§ **Work instructions**:
Among the lines below, list those containing the string "verbose".

§ **Study material**:
═══

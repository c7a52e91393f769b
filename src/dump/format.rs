//! Viatom dump layout and header parsing
//!
//! A dump is a fixed 40-byte header followed by packed 5-byte records. Multi-byte
//! fields are little-endian.
//!
//! ## Header Layout
//!
//! | Offset | Size | Field |
//! |---|---|---|
//! | 0 | 2 | signature, always `0x0003` |
//! | 2 | 2 | year |
//! | 4 | 1 | month |
//! | 5 | 1 | day |
//! | 6 | 1 | hour |
//! | 7 | 1 | minute |
//! | 8 | 1 | second |
//! | 9 | 2 | declared header size (informational) |
//! | 13 | 2 | recording duration, seconds |
//!
//! Bytes not listed are reserved. The record area always starts at [`HEADER_SIZE`]
//! regardless of the declared header size.
//!
//! ## Record Layout
//!
//! | Offset | Size | Field |
//! |---|---|---|
//! | 0 | 1 | SpO2 |
//! | 1 | 1 | heart rate |
//! | 2 | 1 | invalid flag, `0xFF` when the reading is untrustworthy |
//! | 3 | 2 | reserved |

use chrono::{NaiveDate, NaiveDateTime};
use tracing::{debug, trace};

use crate::error::FormatError;
use crate::types::TimestampPolicy;

/// Size of the fixed header in bytes
pub const HEADER_SIZE: usize = 40;

/// Size of one packed record in bytes
pub const RECORD_SIZE: usize = 5;

/// Signature identifying an oximetry dump
pub const SIGNATURE: u16 = 0x0003;

/// Value of the record flag byte marking an invalid reading
pub const INVALID_MARKER: u8 = 0xFF;

/// Years the device clock can report
pub const YEAR_RANGE: std::ops::RangeInclusive<u16> = 2015..=2059;

const SIGNATURE_OFFSET: usize = 0;
const YEAR_OFFSET: usize = 2;
const MONTH_OFFSET: usize = 4;
const DAY_OFFSET: usize = 5;
const HOUR_OFFSET: usize = 6;
const MINUTE_OFFSET: usize = 7;
const SECOND_OFFSET: usize = 8;
const HEADER_SIZE_OFFSET: usize = 9;
const DURATION_OFFSET: usize = 13;

/// Parsed dump header.
#[derive(Debug, Clone, PartialEq, Eq)]
pub struct Header {
    pub signature: u16,
    pub year: u16,
    pub month: u8,
    pub day: u8,
    pub hour: u8,
    pub minute: u8,
    pub second: u8,
    /// Header size as written by the device. Not used to locate records.
    pub header_size_declared: u16,
    /// Total recording duration in seconds
    pub duration_seconds: u16,
    /// Calendar start time exactly as stored
    pub start: NaiveDateTime,
    /// Policy used to derive `start_epoch_ms`
    pub timestamp_policy: TimestampPolicy,
    /// `start` converted under `timestamp_policy`
    pub start_epoch_ms: i64,
}

impl Header {
    /// Size of the header in bytes
    pub const SIZE: usize = HEADER_SIZE;

    /// Parse a header, reading the start time as UTC.
    pub fn parse(buffer: &[u8]) -> Result<Self, FormatError> {
        Self::parse_with(buffer, TimestampPolicy::Utc)
    }

    /// Parse a header from the start of `buffer`.
    ///
    /// Only the first [`HEADER_SIZE`] bytes are inspected; anything after is ignored.
    pub fn parse_with(buffer: &[u8], policy: TimestampPolicy) -> Result<Self, FormatError> {
        trace!(buffer_len = buffer.len(), "Parsing dump header");

        let header: &[u8; HEADER_SIZE] = buffer
            .get(..HEADER_SIZE)
            .and_then(|bytes| bytes.try_into().ok())
            .ok_or(FormatError::TooShort { len: buffer.len(), required: HEADER_SIZE })?;

        let signature = read_u16_le(header, SIGNATURE_OFFSET);
        if signature != SIGNATURE {
            return Err(FormatError::BadSignature { found: signature, expected: SIGNATURE });
        }

        let year = read_u16_le(header, YEAR_OFFSET);
        let month = header[MONTH_OFFSET];
        let day = header[DAY_OFFSET];
        let hour = header[HOUR_OFFSET];
        let minute = header[MINUTE_OFFSET];
        let second = header[SECOND_OFFSET];

        debug!(year, month, day, hour, minute, second, "Parsed recording start");

        let bad_timestamp = FormatError::BadTimestamp { year, month, day, hour, minute, second };
        let start = calendar_start(year, month, day, hour, minute, second)
            .ok_or_else(|| bad_timestamp.clone())?;
        let start_epoch_ms = policy.to_epoch_ms(start).ok_or(bad_timestamp)?;

        let header_size_declared = read_u16_le(header, HEADER_SIZE_OFFSET);
        let duration_seconds = read_u16_le(header, DURATION_OFFSET);

        debug!(
            header_size_declared,
            duration_seconds,
            start_epoch_ms,
            policy = %policy,
            "Parsed dump header"
        );

        Ok(Self {
            signature,
            year,
            month,
            day,
            hour,
            minute,
            second,
            header_size_declared,
            duration_seconds,
            start,
            timestamp_policy: policy,
            start_epoch_ms,
        })
    }
}

/// Validate the calendar fields and build the naive start time.
///
/// Fields must be inside the device's ranges and also form a real date, so a
/// February 30th is rejected.
fn calendar_start(
    year: u16,
    month: u8,
    day: u8,
    hour: u8,
    minute: u8,
    second: u8,
) -> Option<NaiveDateTime> {
    let in_range = YEAR_RANGE.contains(&year)
        && (1..=12).contains(&month)
        && (1..=31).contains(&day)
        && hour <= 23
        && minute <= 59
        && second <= 59;
    if !in_range {
        return None;
    }

    NaiveDate::from_ymd_opt(year.into(), month.into(), day.into())?.and_hms_opt(
        hour.into(),
        minute.into(),
        second.into(),
    )
}

fn read_u16_le(header: &[u8; HEADER_SIZE], offset: usize) -> u16 {
    u16::from_le_bytes([header[offset], header[offset + 1]])
}
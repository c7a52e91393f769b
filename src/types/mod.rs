//! Core value types shared by the decoder and the writers.
//!
//! - [`Sample`] is one decoded measurement
//! - [`Recording`] is a fully decoded dump: header, derived timing and samples
//! - [`TimestampPolicy`] decides how the header's naive start time maps to an epoch

mod recording;
mod sample;
mod timestamp_policy;

pub use recording::Recording;
pub use sample::Sample;
pub use timestamp_policy::TimestampPolicy;
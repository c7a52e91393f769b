//! Convert a Viatom oximetry dump to CSV.
//!
//! ```bash
//! viatom night.dat night.csv
//! viatom night.dat night.csv --timezone local --summary night.yaml
//! RUST_LOG=viatom=debug viatom night.dat night.csv
//! ```
//!
//! Exits with status 1 and a one-line diagnostic on any failure, including missing
//! or malformed arguments. No output file is left behind when conversion fails.

use std::path::PathBuf;
use std::process::ExitCode;

use anyhow::{Context, Result};
use clap::Parser;
use tracing::{debug, info};
use tracing_subscriber::EnvFilter;

use viatom::output::{commit_all, stage_csv_file, stage_summary_file};
use viatom::{ConverterConfig, RecordingReader, TimestampPolicy, ViatomError};

#[derive(Parser, Debug)]
#[command(name = "viatom", version)]
#[command(about = "Convert Viatom pulse-oximetry dumps to CSV")]
struct Args {
    /// Viatom dump to read
    input: PathBuf,

    /// CSV file to write
    output: PathBuf,

    /// YAML configuration file
    #[arg(short, long, value_name = "FILE")]
    config: Option<PathBuf>,

    /// How to read the recording start time: utc or local
    #[arg(long, value_name = "POLICY")]
    timezone: Option<TimestampPolicy>,

    /// Keep double-sampled records instead of collapsing them
    #[arg(long)]
    no_dedup: bool,

    /// Field delimiter
    #[arg(short, long)]
    delimiter: Option<char>,

    /// Quote every field
    #[arg(long)]
    quote_all: bool,

    /// Also write a YAML summary of the recording
    #[arg(long, value_name = "FILE")]
    summary: Option<PathBuf>,

    /// Log debug output
    #[arg(short, long)]
    verbose: bool,
}

fn main() -> ExitCode {
    let args = match Args::try_parse() {
        Ok(args) => args,
        Err(e) => {
            let _ = e.print();
            // --help and --version are the only parse outcomes printed to stdout.
            return if e.use_stderr() { ExitCode::FAILURE } else { ExitCode::SUCCESS };
        }
    };
    init_tracing(args.verbose);

    match run(&args) {
        Ok(()) => ExitCode::SUCCESS,
        Err(e) => {
            let viatom_error = e.downcast_ref::<ViatomError>();
            let kind = viatom_error.map(ViatomError::kind).unwrap_or("Error");
            eprintln!("{}: {:#}", kind, e);

            for suggestion in viatom_error.map(ViatomError::recovery_suggestions).unwrap_or_default() {
                debug!("hint: {}", suggestion);
            }
            ExitCode::FAILURE
        }
    }
}

fn init_tracing(verbose: bool) {
    let default_level = if verbose { "debug" } else { "info" };
    let filter =
        EnvFilter::try_from_default_env().unwrap_or_else(|_| EnvFilter::new(default_level));

    tracing_subscriber::fmt()
        .with_env_filter(filter)
        .with_writer(std::io::stderr)
        .with_target(false)
        .init();
}

fn run(args: &Args) -> Result<()> {
    let config = resolve_config(args)?;
    debug!(?config, "Resolved configuration");

    let recording = RecordingReader::new(config.decode.clone())
        .open(&args.input)
        .with_context(|| format!("decoding {}", args.input.display()))?;

    // Render every output before publishing any, so a failure leaves none behind.
    let mut staged = vec![
        stage_csv_file(&args.output, &recording, &config.output)
            .with_context(|| format!("writing {}", args.output.display()))?,
    ];
    if let Some(summary) = &args.summary {
        staged.push(
            stage_summary_file(summary, &recording)
                .with_context(|| format!("writing summary {}", summary.display()))?,
        );
    }
    commit_all(staged).context("publishing output files")?;

    info!("Converted {} samples to {}", recording.len(), args.output.display());
    Ok(())
}

/// Load the configuration file, if any, and apply command line overrides.
fn resolve_config(args: &Args) -> Result<ConverterConfig> {
    let mut config = match &args.config {
        Some(path) => ConverterConfig::load(path)?,
        None => ConverterConfig::default(),
    };

    if let Some(policy) = args.timezone {
        config.decode.timestamps = policy;
    }
    if args.no_dedup {
        config.decode.deduplicate = false;
    }
    if let Some(delimiter) = args.delimiter {
        config.output.delimiter = delimiter;
    }
    if args.quote_all {
        config.output.quote_all = true;
    }

    config.validate()?;
    Ok(config)
}
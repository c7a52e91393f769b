//! Error types for dump decoding and conversion.
//!
//! Two layers are provided:
//!
//! - [`FormatError`] describes structural problems with a dump buffer. It is what the
//!   pure header parser and record decoder return, so the core can be embedded without
//!   dragging file-system concerns along.
//! - [`ViatomError`] wraps [`FormatError`] and adds the I/O, configuration and output
//!   failures that only appear once files are involved.
//!
//! Every failure is terminal for the file being converted. There is no retry path and
//! no partial output.
//!
//! ```rust
//! use viatom::{FormatError, ViatomError};
//!
//! let error: ViatomError = FormatError::EmptyRecording.into();
//! assert_eq!(error.kind(), "EmptyRecording");
//! for suggestion in error.recovery_suggestions() {
//!     println!("  - {}", suggestion);
//! }
//! ```

use std::path::PathBuf;
use thiserror::Error;

/// Result type alias for conversion operations.
pub type Result<T, E = ViatomError> = std::result::Result<T, E>;

/// Structural errors found while decoding a dump buffer.
#[derive(Error, Debug, Clone, PartialEq, Eq)]
pub enum FormatError {
    #[error("Dump too short: {len} bytes, header needs {required}")]
    TooShort { len: usize, required: usize },

    #[error("Bad signature {found:#06x}, expected {expected:#06x}")]
    BadSignature { found: u16, expected: u16 },

    #[error(
        "Invalid recording timestamp {year:04}-{month:02}-{day:02} {hour:02}:{minute:02}:{second:02}"
    )]
    BadTimestamp { year: u16, month: u8, day: u8, hour: u8, minute: u8, second: u8 },

    #[error("Recording contains no samples")]
    EmptyRecording,

    #[error("Cannot pair {count} records at 2000 ms resolution")]
    OddRecordCount { count: usize },
}

impl FormatError {
    /// Short name of the failure, used for one-line diagnostics.
    pub fn kind(&self) -> &'static str {
        match self {
            FormatError::TooShort { .. } => "TooShort",
            FormatError::BadSignature { .. } => "BadSignature",
            FormatError::BadTimestamp { .. } => "BadTimestamp",
            FormatError::EmptyRecording => "EmptyRecording",
            FormatError::OddRecordCount { .. } => "OddRecordCount",
        }
    }
}

/// Main error type for conversion operations.
#[derive(Error, Debug)]
#[non_exhaustive]
pub enum ViatomError {
    #[error(transparent)]
    Format(#[from] FormatError),

    #[error("Failed to read dump {path}")]
    File {
        path: PathBuf,
        #[source]
        source: std::io::Error,
    },

    #[error("Failed to write output {path}")]
    Output {
        path: PathBuf,
        #[source]
        source: std::io::Error,
    },

    #[error("Configuration error in {context}: {details}")]
    Config { context: String, details: String },

    #[error("Failed to serialize recording summary")]
    Summary {
        #[source]
        source: serde_yaml_ng::Error,
    },
}

impl ViatomError {
    /// Short name of the failure kind.
    ///
    /// Format errors report their own kind; everything touching the file system reports
    /// `IOFailure`.
    pub fn kind(&self) -> &'static str {
        match self {
            ViatomError::Format(inner) => inner.kind(),
            ViatomError::File { .. } | ViatomError::Output { .. } => "IOFailure",
            ViatomError::Config { .. } => "ConfigError",
            ViatomError::Summary { .. } => "SummaryError",
        }
    }

    /// Returns the format error if this is a decoding failure.
    pub fn as_format(&self) -> Option<&FormatError> {
        match self {
            ViatomError::Format(inner) => Some(inner),
            _ => None,
        }
    }

    /// Returns suggested recovery actions for this error.
    pub fn recovery_suggestions(&self) -> Vec<&'static str> {
        match self {
            ViatomError::Format(FormatError::TooShort { .. }) => vec![
                "Check the file was copied from the device completely",
                "Verify the file is a Viatom oximetry dump",
            ],
            ViatomError::Format(FormatError::BadSignature { .. }) => vec![
                "Verify the file is a Viatom oximetry dump",
                "Other Viatom record types are not supported",
            ],
            ViatomError::Format(FormatError::BadTimestamp { .. }) => vec![
                "Check the device clock was set when recording",
                "Try --timezone utc if the local time does not exist",
            ],
            ViatomError::Format(FormatError::EmptyRecording) => {
                vec!["The recording holds no samples; record for longer on the device"]
            }
            ViatomError::Format(FormatError::OddRecordCount { .. }) => vec![
                "Re-run with --no-dedup to keep every record",
                "Check the dump was not truncated",
            ],
            ViatomError::File { .. } => {
                vec!["Check the input file exists and is readable", "Check file permissions"]
            }
            ViatomError::Output { .. } => vec![
                "Check the output directory exists and is writable",
                "Ensure sufficient disk space",
            ],
            ViatomError::Config { .. } => {
                vec!["Check the configuration file syntax", "Check command line flag values"]
            }
            ViatomError::Summary { .. } => vec!["Check the summary path is writable"],
        }
    }

    /// Helper constructor for input file errors with path context.
    pub fn file_error(path: impl Into<PathBuf>, source: std::io::Error) -> Self {
        ViatomError::File { path: path.into(), source }
    }

    /// Helper constructor for output file errors with path context.
    pub fn output_error(path: impl Into<PathBuf>, source: std::io::Error) -> Self {
        ViatomError::Output { path: path.into(), source }
    }

    /// Helper constructor for configuration errors.
    pub fn config_error(context: impl Into<String>, details: impl Into<String>) -> Self {
        ViatomError::Config { context: context.into(), details: details.into() }
    }
}

impl From<serde_yaml_ng::Error> for ViatomError {
    fn from(err: serde_yaml_ng::Error) -> Self {
        ViatomError::Summary { source: err }
    }
}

═══

§ **Response box**:
    verbose: bool,
    init_tracing(args.verbose);
fn init_tracing(verbose: bool) {
    let default_level = if verbose { "debug" } else { "info" };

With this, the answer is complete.